When the group tasked with advising the FDA on approval looked at the data, they voted unanimously in favor of giving the drug the green light. Matt Sharp, who has been HIV-positive since 1988 and currently serves as the director of education for Test Positive Aware Network in Chicago, testified before the committee. He feels that adding Isentress to a new combination of HIV drugs has completely turned around his failing health, and says, “The most dramatic thing was that I was able to get my virus to undetectable levels, and they’ve stayed that way for over a year now. My history with this disease is that I’ve really never had undetectable viral levels.”
Sharp anticipated that Isentress would gain approval and felt that “the data really spoke for itself,” but was surprised by the unanimous verdict of the panel in favor of approving the drug, saying, “There’s usually one or two dissenters.”
To get Isentress into the hands of those who really need it, the FDA granted Isentress a priority review and approved the drug specifically for treatment-experienced patients with drug-resistant HIV. But approval for those who have never taken HIV treatment could follow in the next couple of years, and the data reported thus far are striking.
A 200-patient study involving first-time treatment takers found Isentress comparable to Sustiva in terms of the percentage of people reaching an undetectable viral load. Noteworthy too was how quickly people taking Isentress saw virus levels drop. Dr. Berger is familiar with the study and says, “the mean time point that it took for people on Isentress to get to undetectable was only eight weeks, and that’s versus Sustiva, [where the] mean time was 24 weeks. So people [on Isentress] actually got to undetectable so much more quickly.”
While unsurprised, though pleased, that Isentress was approved, some activists are on the fence regarding the price set by Merck, $27 per day. The Fair Pricing Coalition (FPC), a group of HIV advocacy organizations and activists who advocate for reasonable pricing of HIV drugs, began meeting with Merck in March. They pleaded with them to follow the example they set back in 1996 when they priced their new protease inhibitor, Crixivan (indinavir), substantially lower than the other two protease inhibitors then on the market.

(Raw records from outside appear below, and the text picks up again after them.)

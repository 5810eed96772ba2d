//! Predictions command implementation

use crate::cli::output::{
    format_forecast_table, format_incidents_table, format_predictions_json,
    format_predictions_table, risk_label, trend_label,
};
use crate::cli::PredictionsArgs;
use crate::operations::Dashboard;
use tokio_util::sync::CancellationToken;

/// Handle `watchtower predictions`
pub async fn handle_predictions(
    args: &PredictionsArgs,
    dashboard: &Dashboard,
    cancel: &CancellationToken,
) -> anyhow::Result<String> {
    let predictions = dashboard.fetch_predictions(cancel).await?;

    let Some(service_id) = &args.service else {
        return if args.json {
            format_predictions_json(&predictions)
        } else {
            Ok(format_predictions_table(&predictions))
        };
    };

    if !dashboard.select_prediction(service_id) {
        anyhow::bail!("No prediction for service '{}'", service_id);
    }
    let state = dashboard.predictions();
    let Some(prediction) = state.selected_prediction() else {
        anyhow::bail!("No prediction for service '{}'", service_id);
    };

    if args.json {
        return Ok(serde_json::to_string_pretty(prediction)?);
    }

    let incidents = if prediction.predicted_incidents.is_empty() {
        "No incidents predicted".to_string()
    } else {
        format_incidents_table(&prediction.predicted_incidents)
    };
    Ok(format!(
        "{} ({})\n  Health: {:.0}%  Trend: {}  Risk: {}\n\n{}\n\n{}",
        prediction.name,
        prediction.service_id,
        prediction.current_health,
        trend_label(prediction.trend),
        risk_label(prediction.risk_level),
        format_forecast_table(&prediction.forecast),
        incidents
    ))
}
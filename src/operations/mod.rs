//! Asynchronous operations.
//!
//! Each operation dispatches its pending transition, awaits one gateway call,
//! then dispatches exactly one settlement (fulfilled or rejected) into the
//! owning container. The settlement is also returned to the caller as a
//! `Result`, so callers never have to re-read state to learn the outcome.
//!
//! Every operation takes a [`CancellationToken`]. Cancelling it while the
//! gateway call is in flight discards the call: nothing is dispatched apart
//! from clearing the loading flag, and the caller gets
//! [`OperationError::Cancelled`].

mod configuration;
mod overview;
mod predictions;
mod services;
mod situations;

use crate::config::WatchtowerConfig;
use crate::gateway::{Gateway, GatewayError, MockStore};
use crate::state::{
    ConfigurationAction, ConfigurationState, OverviewAction, OverviewState, Outcome,
    PredictionsAction, PredictionsState, ServicesAction, ServicesState, SituationsAction,
    SituationsState,
};
use std::future::Future;
use std::sync::{Arc, PoisonError, RwLock};
use thiserror::Error;
use tokio_util::sync::CancellationToken;

/// How an operation ended, as seen by its caller.
#[derive(Debug, Clone, PartialEq, Eq, Error)]
pub enum OperationError {
    /// The gateway rejected the call; the same text is in the container's `error`
    #[error("{0}")]
    Rejected(String),

    /// The caller cancelled before the gateway settled
    #[error("operation cancelled")]
    Cancelled,
}

/// Normalize a gateway failure into the string stored in a container.
///
/// Failures without a usable message collapse to `fallback`.
pub fn rejection_reason(error: &GatewayError, fallback: &str) -> String {
    let message = error.to_string();
    if message.trim().is_empty() {
        fallback.to_string()
    } else {
        message
    }
}

pub(crate) enum Settled<T> {
    Fulfilled(T),
    Rejected(String),
    Cancelled,
}

/// Await a gateway call unless `cancel` fires first.
pub(crate) async fn await_gateway<T>(
    operation: &'static str,
    fallback: &'static str,
    cancel: &CancellationToken,
    call: impl Future<Output = Result<T, GatewayError>>,
) -> Settled<T> {
    tracing::debug!(operation, "Operation pending");
    tokio::select! {
        biased;
        _ = cancel.cancelled() => {
            tracing::debug!(operation, "Operation cancelled, result discarded");
            Settled::Cancelled
        }
        result = call => match result {
            Ok(value) => {
                tracing::debug!(operation, "Operation fulfilled");
                Settled::Fulfilled(value)
            }
            Err(e) => {
                let reason = rejection_reason(&e, fallback);
                tracing::warn!(
                    operation,
                    error = %reason,
                    retryable = e.is_retryable(),
                    "Operation rejected"
                );
                Settled::Rejected(reason)
            }
        }
    }
}

struct Inner {
    gateway: Arc<Gateway>,
    overview: RwLock<OverviewState>,
    services: RwLock<ServicesState>,
    situations: RwLock<SituationsState>,
    configuration: RwLock<ConfigurationState>,
    predictions: RwLock<PredictionsState>,
}

/// The dashboard's state layer: the gateway handle plus one container per area.
///
/// Cheap to clone; clones share the same containers, so overlapping
/// operations may run from different tasks. Container locks are never held
/// across an `.await`.
#[derive(Clone)]
pub struct Dashboard {
    inner: Arc<Inner>,
}

impl Dashboard {
    pub fn new(gateway: Arc<Gateway>) -> Self {
        Self {
            inner: Arc::new(Inner {
                gateway,
                overview: RwLock::new(OverviewState::default()),
                services: RwLock::new(ServicesState::default()),
                situations: RwLock::new(SituationsState::default()),
                configuration: RwLock::new(ConfigurationState::default()),
                predictions: RwLock::new(PredictionsState::default()),
            }),
        }
    }

    /// Build a dashboard over `store` using the gateway and threshold settings
    /// from `config`.
    pub fn from_config(config: &WatchtowerConfig, store: Arc<MockStore>) -> Self {
        Self::new(Arc::new(Gateway::new(
            store,
            config.gateway.clone(),
            config.thresholds.clone(),
        )))
    }

    pub fn gateway(&self) -> &Arc<Gateway> {
        &self.inner.gateway
    }

    // Snapshots for the presentation layer

    pub fn overview(&self) -> OverviewState {
        read(&self.inner.overview).clone()
    }

    pub fn services(&self) -> ServicesState {
        read(&self.inner.services).clone()
    }

    pub fn situations(&self) -> SituationsState {
        read(&self.inner.situations).clone()
    }

    pub fn configuration(&self) -> ConfigurationState {
        read(&self.inner.configuration).clone()
    }

    pub fn predictions(&self) -> PredictionsState {
        read(&self.inner.predictions).clone()
    }

    // Synchronous dispatch, used by operations and for UI-local actions
    // such as filter and selection changes

    pub fn dispatch_overview(&self, action: OverviewAction) -> Outcome {
        apply("overview", &self.inner.overview, |s| s.apply(action))
    }

    pub fn dispatch_services(&self, action: ServicesAction) -> Outcome {
        apply("services", &self.inner.services, |s| s.apply(action))
    }

    pub fn dispatch_situations(&self, action: SituationsAction) -> Outcome {
        apply("situations", &self.inner.situations, |s| s.apply(action))
    }

    pub fn dispatch_configuration(&self, action: ConfigurationAction) -> Outcome {
        apply("configuration", &self.inner.configuration, |s| s.apply(action))
    }

    pub fn dispatch_predictions(&self, action: PredictionsAction) -> Outcome {
        apply("predictions", &self.inner.predictions, |s| s.apply(action))
    }

    /// Fetch the four monitoring areas concurrently. Each area settles
    /// independently; the first rejection (if any) is returned after all four
    /// have settled. Predictions are slow and only fetched on demand.
    pub async fn load_all(&self, cancel: &CancellationToken) -> Result<(), OperationError> {
        let (overview, services, situations, configuration) = tokio::join!(
            self.fetch_overview(cancel),
            self.fetch_services(cancel),
            self.fetch_situations(cancel),
            self.fetch_configurations(cancel),
        );
        overview?;
        services?;
        situations?;
        configuration?;
        Ok(())
    }
}

fn apply<S>(area: &'static str, lock: &RwLock<S>, f: impl FnOnce(&mut S) -> Outcome) -> Outcome {
    let outcome = {
        let mut state = write(lock);
        f(&mut *state)
    };
    match &outcome {
        Outcome::Applied => {}
        Outcome::StaleReference(id) => {
            tracing::debug!(area, id = %id, "Transition referenced an unknown id, ignored");
        }
        Outcome::Refused { id, reason } => {
            tracing::debug!(area, id = %id, reason = %reason, "Transition refused");
        }
    }
    outcome
}

// Transitions are total, so a poisoned lock still guards consistent state.
fn read<T>(lock: &RwLock<T>) -> std::sync::RwLockReadGuard<'_, T> {
    lock.read().unwrap_or_else(PoisonError::into_inner)
}

fn write<T>(lock: &RwLock<T>) -> std::sync::RwLockWriteGuard<'_, T> {
    lock.write().unwrap_or_else(PoisonError::into_inner)
}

While Isentress is a few bucks below the costs of Pfizer’s Selzentry (maraviroc) and Boehringer Ingelheim’s Aptivus (tipranavir)—and significantly cheaper than Roche’s $61-a-day Fuzeon (enfuvirtide)—the FPC says that Merck neither set a new standard for low pricing nor agreed to freeze the price of the drug for the next several years—another of the group’s advocacy goals. Delaney, one of the group’s members, says “While we believe that the price should be lower still, Merck at least avoided the conventional pricing strategy of ‘whatever the market will bear,’” adding that if Merck had agreed to freeze the price of the drug, “that would have been a challenge to the rest of the industry, and I think they missed an opportunity to show some leadership there.”
Pricing concerns aside, activists and researchers agree that the timing of the FDA approval of such a potent and unique drug is its shining glory, especially for people with drug-resistant HIV who have gone through most of the other treatment options available. Isentress arrives hard on the heals of two other relatively new drugs, Selzentry and Prezista (darunavir). Although Delaney feels Isentress “is the best drug yet for HIV” it’s the timing of Isentress’s approval that makes it so special. He says, “The message isn’t just about ‘Try Isentress,’ but rather that [people] can now put together a whole new regimen of at least three drugs that [their] system has never been exposed to before…and that is a remarkable opportunity that’s never happened before.”